Die Stuttgarter Notärzte sind jetzt mit EKG-Geräten ausgestattet, die Patientendaten direkt an die Kliniken übermitteln. So wird im Notfall lebenswichtige Zeit gespart.

Familie/Bildung/Soziales: Viola Volland (vv)

Stuttgart - Als würde ein schwerer Stein auf der Brust lasten. Die Schmerzen strahlen in die Schulter, den Arm, den Unterkiefer und manchmal auch in den Bauch aus. Die Patienten sind unruhig, brechen in Schweiß aus, sind blass. Das sind typische Symptome für einen Herzinfarkt. Wer an ihnen leidet, sollte vor allem eines tun: sofort den Notarzt rufen. „Bei einem Herzinfarkt kommt es auf jede Minute an, es ist wichtig, schnell zu reagieren“, betont der Kardiologe Hartmut Hanke, Chefarzt am Karl-Olga-Krankenhaus.

 

Auch in der Rettungskette ist es ein Rennen gegen die Zeit – wobei sich die Bedingungen in Stuttgart nun für die Infarktpatienten verbessert haben. Seit diesem Monat sind die Stuttgarter Notärzte flächendeckend mit besonders modernen EKG-Geräten ausgestattet. Diese Geräte ermöglichen eine sogenannte telemetrische Datenübertragung. Der Notarzt kann das Elektrokardiogramm nun direkt an die Fachärzte in der Klinik übermitteln und muss dieses nicht mehr – wie vorher üblich – mündlich beschreiben.

Hilfsfristen werden eingehalten

Weil die Fachärzte in der Klinik die Daten vorliegen haben, können sie sofort einschätzen, wie schwerwiegend der Fall ist. Während der Patient noch in der Anfahrt sei, könne in der Klinik bereits die Operation vorbereitet werden, so dass das Katheterteam bei Ankunft bereitstehe, erläutert Hanke bei der Vorstellung der neuen Technik am Dienstag auf dem Gelände der Feuerwache 5 in Degerloch. Die Anfahrtszeit wird vom Team in der Klinik bereits genutzt. „Im Einzelfall hängt das Überleben des Patienten von diesen eingesparten Minuten ab“, sagt der Kardiologe.

Auf Hankes Initiative hin ist die neue Technik eingeführt worden, die in anderen Großstädten wie Frankfurt und München bereits im Einsatz ist. „Das ist ein weiterer Schritt, um in Stuttgart Leben retten können“, sagte Ordnungsbürgermeister Martin Schairer, der zudem die positive Entwicklung bei den Hilfsfristen ansprach. Laut dem leitenden Notarzt der Stadt, Albrecht Henn-Beilharz, seien die Notärzte im Schnitt nach sieben bis acht Minuten vor Ort. Die Landesvorgabe, in 95 Prozent aller Fälle innerhalb von 15 Minuten beim Patienten zu sein, werde erfüllt.

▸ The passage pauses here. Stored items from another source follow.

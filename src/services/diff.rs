//! Field-level diffs between two row snapshots.
//!
//! Values are compared structurally, so `{"a":1,"b":2}` and `{"b":2,"a":1}`
//! are equal. A JSON-object column counts as a single field unless it is
//! listed in `flatten`, in which case its leaves are diffed as dot-paths.

use {
    crate::domain::audit::{AuditDiff, FieldChange},
    crate::domain::event::{Row, RowChange},
    serde_json::{Map, Value},
    std::collections::{BTreeMap, BTreeSet},
};

/// Bookkeeping columns that change on every write.
pub const DEFAULT_SKIP_FIELDS: &[&str] = &["updatedAt", "updatedBy"];

#[derive(Debug, Clone, Default, PartialEq, Eq)]
pub struct DiffOptions {
    pub skip_fields: Vec<String>,
    pub flatten: Vec<String>,
}

impl DiffOptions {
    pub fn with_defaults() -> Self {
        Self {
            skip_fields: DEFAULT_SKIP_FIELDS.iter().map(|s| s.to_string()).collect(),
            flatten: Vec::new(),
        }
    }

    /// Read `skipFields` / `flattenFields` from an AUDIT subscription config,
    /// falling back to the defaults for whichever is absent.
    pub fn from_handler_config(config: &Value) -> Self {
        let mut options = Self::with_defaults();
        if let Some(skip) = string_list(config, "skipFields") {
            options.skip_fields = skip;
        }
        if let Some(flatten) = string_list(config, "flattenFields") {
            options.flatten = flatten;
        }
        options
    }

    fn skips(&self, field: &str) -> bool {
        self.skip_fields.iter().any(|s| s == field)
    }
}

fn string_list(config: &Value, key: &str) -> Option<Vec<String>> {
    config.get(key)?.as_array().map(|items| {
        items
            .iter()
            .filter_map(|v| v.as_str().map(str::to_string))
            .collect()
    })
}

/// Diff two snapshots; `None` stands for the missing side of an INSERT or DELETE.
pub fn diff(old: Option<&Row>, new: Option<&Row>, skip_fields: &[&str]) -> AuditDiff {
    let options = DiffOptions {
        skip_fields: skip_fields.iter().map(|s| s.to_string()).collect(),
        flatten: Vec::new(),
    };
    diff_with_options(old, new, &options)
}

pub fn diff_with_options(old: Option<&Row>, new: Option<&Row>, options: &DiffOptions) -> AuditDiff {
    let empty = Map::new();
    let old = flatten_row(old.unwrap_or(&empty), &options.flatten);
    let new = flatten_row(new.unwrap_or(&empty), &options.flatten);

    let keys: BTreeSet<&String> = old.keys().chain(new.keys()).collect();
    let mut changes = BTreeMap::new();

    for key in keys {
        let root = key.split('.').next().unwrap_or(key.as_str());
        if options.skips(key) || options.skips(root) {
            continue;
        }
        let before = old.get(key).cloned().unwrap_or(Value::Null);
        let after = new.get(key).cloned().unwrap_or(Value::Null);
        if before != after {
            changes.insert(
                key.clone(),
                FieldChange {
                    old: before,
                    new: after,
                },
            );
        }
    }

    AuditDiff(changes)
}

/// Diff the row images carried by a captured change.
pub fn diff_change(change: &RowChange, options: &DiffOptions) -> AuditDiff {
    diff_with_options(change.old(), change.new_row(), options)
}

fn flatten_row(row: &Row, flatten: &[String]) -> BTreeMap<String, Value> {
    let mut out = BTreeMap::new();
    for (key, value) in row {
        match value {
            Value::Object(inner) if flatten.iter().any(|f| f == key) => {
                flatten_into(key, inner, &mut out);
            }
            _ => {
                out.insert(key.clone(), value.clone());
            }
        }
    }
    out
}

fn flatten_into(prefix: &str, object: &Map<String, Value>, out: &mut BTreeMap<String, Value>) {
    for (key, value) in object {
        let path = format!("{prefix}.{key}");
        match value {
            Value::Object(inner) if !inner.is_empty() => flatten_into(&path, inner, out),
            _ => {
                out.insert(path, value.clone());
            }
        }
    }
}

/// Apply a diff's `new` side onto a row. Used to reconstruct history.
pub fn apply(row: &Row, diff: &AuditDiff) -> Row {
    let mut out = row.clone();
    for (field, change) in &diff.0 {
        out.insert(field.clone(), change.new.clone());
    }
    out
}
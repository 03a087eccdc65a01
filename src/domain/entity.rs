use serde::Serialize;

/// How a physical table relates to the business entity it is audited under.
#[derive(Debug, Clone, Copy, PartialEq, Eq, Serialize)]
#[serde(tag = "role", rename_all = "camelCase")]
pub enum TableConfig {
    /// Primary key is the entity id.
    Root { table: &'static str },
    /// 1:1 side table keyed by the parent entity id. Created empty alongside
    /// the parent, so its INSERTs carry nothing worth auditing.
    Extension { table: &'static str },
    /// Own primary key; `entity_id_column` holds the owning entity id.
    #[serde(rename_all = "camelCase")]
    Child {
        table: &'static str,
        entity_id_column: &'static str,
    },
    /// Only reachable through a junction table, resolved at dispatch time.
    Indirect {
        table: &'static str,
        junction: Junction,
    },
}

#[derive(Debug, Clone, Copy, PartialEq, Eq, Serialize)]
#[serde(rename_all = "camelCase")]
pub struct Junction {
    pub table: &'static str,
    /// Junction column pointing at the indirect table's primary key.
    pub foreign_key: &'static str,
    /// Junction column holding the owning entity id.
    pub entity_id_column: &'static str,
}

impl TableConfig {
    pub fn table(&self) -> &'static str {
        match self {
            Self::Root { table }
            | Self::Extension { table }
            | Self::Child { table, .. }
            | Self::Indirect { table, .. } => table,
        }
    }

    pub fn role(&self) -> &'static str {
        match self {
            Self::Root { .. } => "root",
            Self::Extension { .. } => "extension",
            Self::Child { .. } => "child",
            Self::Indirect { .. } => "indirect",
        }
    }
}

#[derive(Debug, Clone, Copy, PartialEq, Eq, Serialize)]
pub struct EntityDefinition {
    pub key: &'static str,
    pub label: &'static str,
    pub tables: &'static [TableConfig],
}

/// Display label per physical table, independent of entity grouping.
pub const TABLE_LABELS: &[(&str, &str)] = &[
    ("customer", "Customer"),
    ("customerPayment", "Customer Payment Terms"),
    ("customerShipping", "Customer Shipping"),
    ("customerLocation", "Customer Location"),
    ("customerContact", "Customer Contact Link"),
    ("supplier", "Supplier"),
    ("supplierPayment", "Supplier Payment Terms"),
    ("supplierShipping", "Supplier Shipping"),
    ("supplierLocation", "Supplier Location"),
    ("supplierContact", "Supplier Contact Link"),
    ("contact", "Contact"),
    ("address", "Address"),
    ("item", "Item"),
    ("itemCost", "Item Cost"),
    ("itemReplenishment", "Item Replenishment"),
    ("itemUnitSalePrice", "Item Sale Price"),
    ("purchaseOrder", "Purchase Order"),
    ("purchaseOrderLine", "Purchase Order Line"),
    ("purchaseOrderDelivery", "Purchase Order Delivery"),
    ("purchaseOrderPayment", "Purchase Order Payment"),
    ("salesOrder", "Sales Order"),
    ("salesOrderLine", "Sales Order Line"),
    ("salesOrderShipment", "Sales Order Shipment"),
    ("salesOrderPayment", "Sales Order Payment"),
    ("employee", "Employee"),
    ("employeeJob", "Employee Job"),
];

const CUSTOMER_CONTACT: Junction = Junction {
    table: "customerContact",
    foreign_key: "contactId",
    entity_id_column: "customerId",
};

const CUSTOMER_ADDRESS: Junction = Junction {
    table: "customerLocation",
    foreign_key: "addressId",
    entity_id_column: "customerId",
};

const SUPPLIER_CONTACT: Junction = Junction {
    table: "supplierContact",
    foreign_key: "contactId",
    entity_id_column: "supplierId",
};

const SUPPLIER_ADDRESS: Junction = Junction {
    table: "supplierLocation",
    foreign_key: "addressId",
    entity_id_column: "supplierId",
};

/// Every audited business entity and the tables that compose it.
pub const ENTITY_MAP: &[EntityDefinition] = &[
    EntityDefinition {
        key: "customer",
        label: "Customer",
        tables: &[
            TableConfig::Root { table: "customer" },
            TableConfig::Extension { table: "customerPayment" },
            TableConfig::Extension { table: "customerShipping" },
            TableConfig::Child {
                table: "customerLocation",
                entity_id_column: "customerId",
            },
            TableConfig::Child {
                table: "customerContact",
                entity_id_column: "customerId",
            },
            TableConfig::Indirect {
                table: "contact",
                junction: CUSTOMER_CONTACT,
            },
            TableConfig::Indirect {
                table: "address",
                junction: CUSTOMER_ADDRESS,
            },
        ],
    },
    EntityDefinition {
        key: "supplier",
        label: "Supplier",
        tables: &[
            TableConfig::Root { table: "supplier" },
            TableConfig::Extension { table: "supplierPayment" },
            TableConfig::Extension { table: "supplierShipping" },
            TableConfig::Child {
                table: "supplierLocation",
                entity_id_column: "supplierId",
            },
            TableConfig::Child {
                table: "supplierContact",
                entity_id_column: "supplierId",
            },
            TableConfig::Indirect {
                table: "contact",
                junction: SUPPLIER_CONTACT,
            },
            TableConfig::Indirect {
                table: "address",
                junction: SUPPLIER_ADDRESS,
            },
        ],
    },
    EntityDefinition {
        key: "item",
        label: "Item",
        tables: &[
            TableConfig::Root { table: "item" },
            TableConfig::Extension { table: "itemCost" },
            TableConfig::Extension { table: "itemReplenishment" },
            TableConfig::Extension { table: "itemUnitSalePrice" },
        ],
    },
    EntityDefinition {
        key: "purchaseOrder",
        label: "Purchase Order",
        tables: &[
            TableConfig::Root { table: "purchaseOrder" },
            TableConfig::Extension { table: "purchaseOrderDelivery" },
            TableConfig::Extension { table: "purchaseOrderPayment" },
            TableConfig::Child {
                table: "purchaseOrderLine",
                entity_id_column: "purchaseOrderId",
            },
        ],
    },
    EntityDefinition {
        key: "salesOrder",
        label: "Sales Order",
        tables: &[
            TableConfig::Root { table: "salesOrder" },
            TableConfig::Extension { table: "salesOrderShipment" },
            TableConfig::Extension { table: "salesOrderPayment" },
            TableConfig::Child {
                table: "salesOrderLine",
                entity_id_column: "salesOrderId",
            },
        ],
    },
    EntityDefinition {
        key: "employee",
        label: "Employee",
        tables: &[
            TableConfig::Root { table: "employee" },
            TableConfig::Extension { table: "employeeJob" },
        ],
    },
];
fn upsert_locked(state: &mut State, subscription: &NewSubscription) -> Subscription {
    let now = Utc::now();
    if let Some(existing) = state
        .subscriptions
        .iter_mut()
        .find(|s| s.tenant_id == subscription.tenant_id && s.name == subscription.name)
    {
        existing.table = subscription.table.clone();
        existing.operations = subscription.operations.clone();
        existing.handler_type = subscription.handler_type;
        existing.config = subscription.config.clone();
        existing.filter = subscription.filter.clone();
        existing.active = subscription.active;
        existing.updated_at = now;
        return existing.clone();
    }
    let stored = Subscription {
        id: subscription.id,
        name: subscription.name.clone(),
        table: subscription.table.clone(),
        tenant_id: subscription.tenant_id.clone(),
        operations: subscription.operations.clone(),
        handler_type: subscription.handler_type,
        config: subscription.config.clone(),
        filter: subscription.filter.clone(),
        active: subscription.active,
        created_at: now,
        updated_at: now,
    };
    state.subscriptions.push(stored.clone());
    stored
}

impl SubscriptionRepository for MemoryStore {
    fn upsert(&self, subscription: &NewSubscription) -> RepoFuture<'_, Subscription> {
        let result = self
            .check("upsert_subscription")
            .map(|()| upsert_locked(&mut self.state(), subscription));
        ready(result)
    }

    fn upsert_all(&self, subscriptions: &[NewSubscription]) -> RepoFuture<'_, u64> {
        let result = self.check("upsert_subscription").map(|()| {
            let mut state = self.state();
            for subscription in subscriptions {
                upsert_locked(&mut state, subscription);
            }
            subscriptions.len() as u64
        });
        ready(result)
    }

    fn delete(&self, id: Uuid) -> RepoFuture<'_, bool> {
        let result = self.check("delete_subscription").map(|()| {
            let mut state = self.state();
            let before = state.subscriptions.len();
            state.subscriptions.retain(|s| s.id != id);
            state.subscriptions.len() != before
        });
        ready(result)
    }

    fn delete_by_name(&self, tenant_id: &TenantId, name: &str) -> RepoFuture<'_, bool> {
        let result = self.check("delete_subscription").map(|()| {
            let mut state = self.state();
            let before = state.subscriptions.len();
            state
                .subscriptions
                .retain(|s| !(&s.tenant_id == tenant_id && s.name == name));
            state.subscriptions.len() != before
        });
        ready(result)
    }

    fn delete_by_handler(
        &self,
        tenant_id: &TenantId,
        handler_type: HandlerType,
    ) -> RepoFuture<'_, u64> {
        let result = self.check("delete_subscription").map(|()| {
            let mut state = self.state();
            let before = state.subscriptions.len();
            state
                .subscriptions
                .retain(|s| !(&s.tenant_id == tenant_id && s.handler_type == handler_type));
            (before - state.subscriptions.len()) as u64
        });
        ready(result)
    }

    fn audit_subscription_names(&self, tenant_id: &TenantId) -> RepoFuture<'_, Vec<String>> {
        let result = self.check("audit_subscription_names").and_then(|()| {
            let state = self.state();
            let provisioned = state
                .tenants
                .get(tenant_id)
                .is_some_and(|t| t.provisioned);
            if !provisioned {
                return Err(AuditError::NotProvisioned(format!("tenant {tenant_id}")));
            }
            Ok(state
                .subscriptions
                .iter()
                .filter(|s| &s.tenant_id == tenant_id && s.handler_type == HandlerType::Audit)
                .map(|s| s.name.clone())
                .collect())
        });
        ready(result)
    }

    fn active_for(
        &self,
        tenant_id: &TenantId,
        table: &str,
        operation: Operation,
    ) -> RepoFuture<'_, Vec<Subscription>> {
        let result = self.check("active_subscriptions").map(|()| {
            self.state()
                .subscriptions
                .iter()
                .filter(|s| &s.tenant_id == tenant_id && s.matches(table, operation))
                .cloned()
                .collect()
        });
        ready(result)
    }

    fn list(&self, tenant_id: &TenantId) -> RepoFuture<'_, Vec<Subscription>> {
        let result = self
            .check("list_subscriptions")
            .map(|()| self.subscriptions(tenant_id));
        ready(result)
    }
}

impl AuditRepository for MemoryStore {
    fn insert_entries(&self, entries: &[NewAuditEntry]) -> RepoFuture<'_, u64> {
        let result = self.check("insert_entries").map(|()| {
            let now = Utc::now();
            let mut state = self.state();
            state.insert_calls += 1;
            let mut written = 0;
            for entry in entries {
                let exists = state
                    .entries
                    .iter()
                    .any(|e| e.tenant_id == entry.tenant_id && e.id == entry.id);
                if !exists {
                    state.entries.push(AuditLogEntry::from_new(entry.clone(), now));
                    written += 1;
                }
            }
            written
        });
        ready(result)
    }

    fn entity_log(
        &self,
        tenant_id: &TenantId,
        entity_type: &str,
        entity_id: &str,
        page: Page,
    ) -> RepoFuture<'_, Vec<AuditLogEntry>> {
        let result = self.check("entity_log").map(|()| {
            let mut rows: Vec<_> = self
                .entries(tenant_id)
                .into_iter()
                .filter(|e| e.entity_type == entity_type && e.entity_id == entity_id)
                .collect();
            newest_first(&mut rows);
            paginate(rows, page)
        });
        ready(result)
    }

    fn global_log(
        &self,
        tenant_id: &TenantId,
        filters: &AuditLogFilters,
        page: Page,
    ) -> RepoFuture<'_, Vec<AuditLogEntry>> {
        let result = self.check("global_log").map(|()| {
            let mut rows: Vec<_> = self
                .entries(tenant_id)
                .into_iter()
                .filter(|e| filters.matches(e))
                .collect();
            newest_first(&mut rows);
            paginate(rows, page)
        });
        ready(result)
    }

    fn count_global_log(
        &self,
        tenant_id: &TenantId,
        filters: &AuditLogFilters,
    ) -> RepoFuture<'_, i64> {
        let result = self.check("count_global_log").map(|()| {
            self.entries(tenant_id)
                .iter()
                .filter(|e| filters.matches(e))
                .count() as i64
        });
        ready(result)
    }

    fn entries_before(
        &self,
        tenant_id: &TenantId,
        cutoff: DateTime<Utc>,
    ) -> RepoFuture<'_, Vec<AuditLogEntry>> {
        let result = self.check("entries_before").map(|()| {
            let mut rows: Vec<_> = self
                .entries(tenant_id)
                .into_iter()
                .filter(|e| e.created_at < cutoff)
                .collect();
            rows.sort_by(|a, b| a.created_at.cmp(&b.created_at).then(a.id.cmp(&b.id)));
            rows
        });
        ready(result)
    }

    fn delete_before(&self, tenant_id: &TenantId, cutoff: DateTime<Utc>) -> RepoFuture<'_, u64> {
        let result = self.check("delete_before").map(|()| {
            let mut state = self.state();
            let before = state.entries.len();
            state
                .entries
                .retain(|e| !(&e.tenant_id == tenant_id && e.created_at < cutoff));
            (before - state.entries.len()) as u64
        });
        ready(result)
    }

    fn insert_archive(&self, archive: &NewArchive) -> RepoFuture<'_, AuditLogArchive> {
        let result = self.check("insert_archive").map(|()| {
            let mut state = self.state();
            if let Some(existing) = state.archives.iter_mut().find(|a| a.id == archive.id) {
                existing.size_bytes = archive.size_bytes;
                return existing.clone();
            }
            let stored = AuditLogArchive {
                id: archive.id,
                tenant_id: archive.tenant_id.clone(),
                archive_path: archive.archive_path.clone(),
                start_date: archive.start_date,
                end_date: archive.end_date,
                row_count: archive.row_count,
                size_bytes: archive.size_bytes,
                created_at: Utc::now(),
            };
            state.archives.push(stored.clone());
            stored
        });
        ready(result)
    }

    fn list_archives(&self, tenant_id: &TenantId) -> RepoFuture<'_, Vec<AuditLogArchive>> {
        let result = self.check("list_archives").map(|()| {
            let mut rows: Vec<_> = self
                .state()
                .archives
                .iter()
                .filter(|a| &a.tenant_id == tenant_id)
                .cloned()
                .collect();
            rows.sort_by(|a, b| b.created_at.cmp(&a.created_at).then(b.id.cmp(&a.id)));
            rows
        });
        ready(result)
    }

    fn find_archive(&self, id: Uuid) -> RepoFuture<'_, Option<AuditLogArchive>> {
        let result = self
            .check("find_archive")
            .map(|()| self.state().archives.iter().find(|a| a.id == id).cloned());
        ready(result)
    }
}
#![warn(rust_2018_idioms)]

use std::net::SocketAddr;

use snafu::Snafu;
use tokio_util::codec::LinesCodecError;

pub mod connection;
pub mod server;
pub mod session;
pub mod settings;

pub use server::{bind, run, serve, Stats};

#[derive(Debug, Snafu)]
#[snafu(visibility(pub(crate)))]
pub enum Error {
    #[snafu(display("could not bind to {addr}: {source}"))]
    Bind {
        addr: String,
        source: std::io::Error,
    },

    #[snafu(display("could not read the listening address: {source}"))]
    LocalAddr { source: std::io::Error },

    #[snafu(display("connection with {addr} failed: {source}"))]
    Codec {
        addr: SocketAddr,
        source: LinesCodecError,
    },
}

Patienten warten zu lange, bis sie den Rettungsdienst rufen

Henn-Beilharz weist darauf hin, dass die alten EKG-Geräte turnusgemäß ohnehin hätten ausgetauscht werden müssen. Die durch die moderne Technik anfallenden Mehrkosten würden pro Gerät zwischen 1200 und 1500 Euro betragen. „Wir haben uns die Telemetrie gewünscht“, sagt Henn-Beilharz. Über ein Rädchen kann der jeweilige Notarzt die nächstgelegene von vier beteiligten Kliniken auswählen: das Katharinenhospital, das Karl-Olga-Krankenhaus, das Robert-Bosch-Krankenhaus und das Marienhospital. Nur noch ein weiterer Klick und die Daten sind versendet.

„Leider warten Patienten häufig zu lange, bis sie sich melden“, sagt der Kardiologe Hanke. Frauen hätten noch schlechtere Überlebensraten, weil sie im hohen Alter oft alleine lebten und so niemand vor Ort sei, der den Arzt rufen könne. Jede Minute, die verstreicht und in der das Herzkranzgefäß verstopft ist, hat Folgen: „Geschädigtes Herzmuskelgewerbe ist unwiderruflich verloren, was kaputt ist, ist kaputt“, erläutert der Chefarzt. Für Kardiologen gelte deshalb der Spruch: „Time is muscle“, Zeit ist Muskel. Ein bis eineinhalb Stunden habe man Zeit, das Herzkranzgefäß wieder zu öffnen. „Je schneller man ist, desto besser“, sagt der Chefarzt.

Vor allem nachts haben viele Menschen jedoch Hemmungen, den Rettungsdienst zu rufen. „Sie wollen nachts den Doktor nicht wecken“, erzählt Henn-Beilharz. Der Erste Stuttgarter Notfalltag am 13. Oktober im Rathaus soll hier aufklären.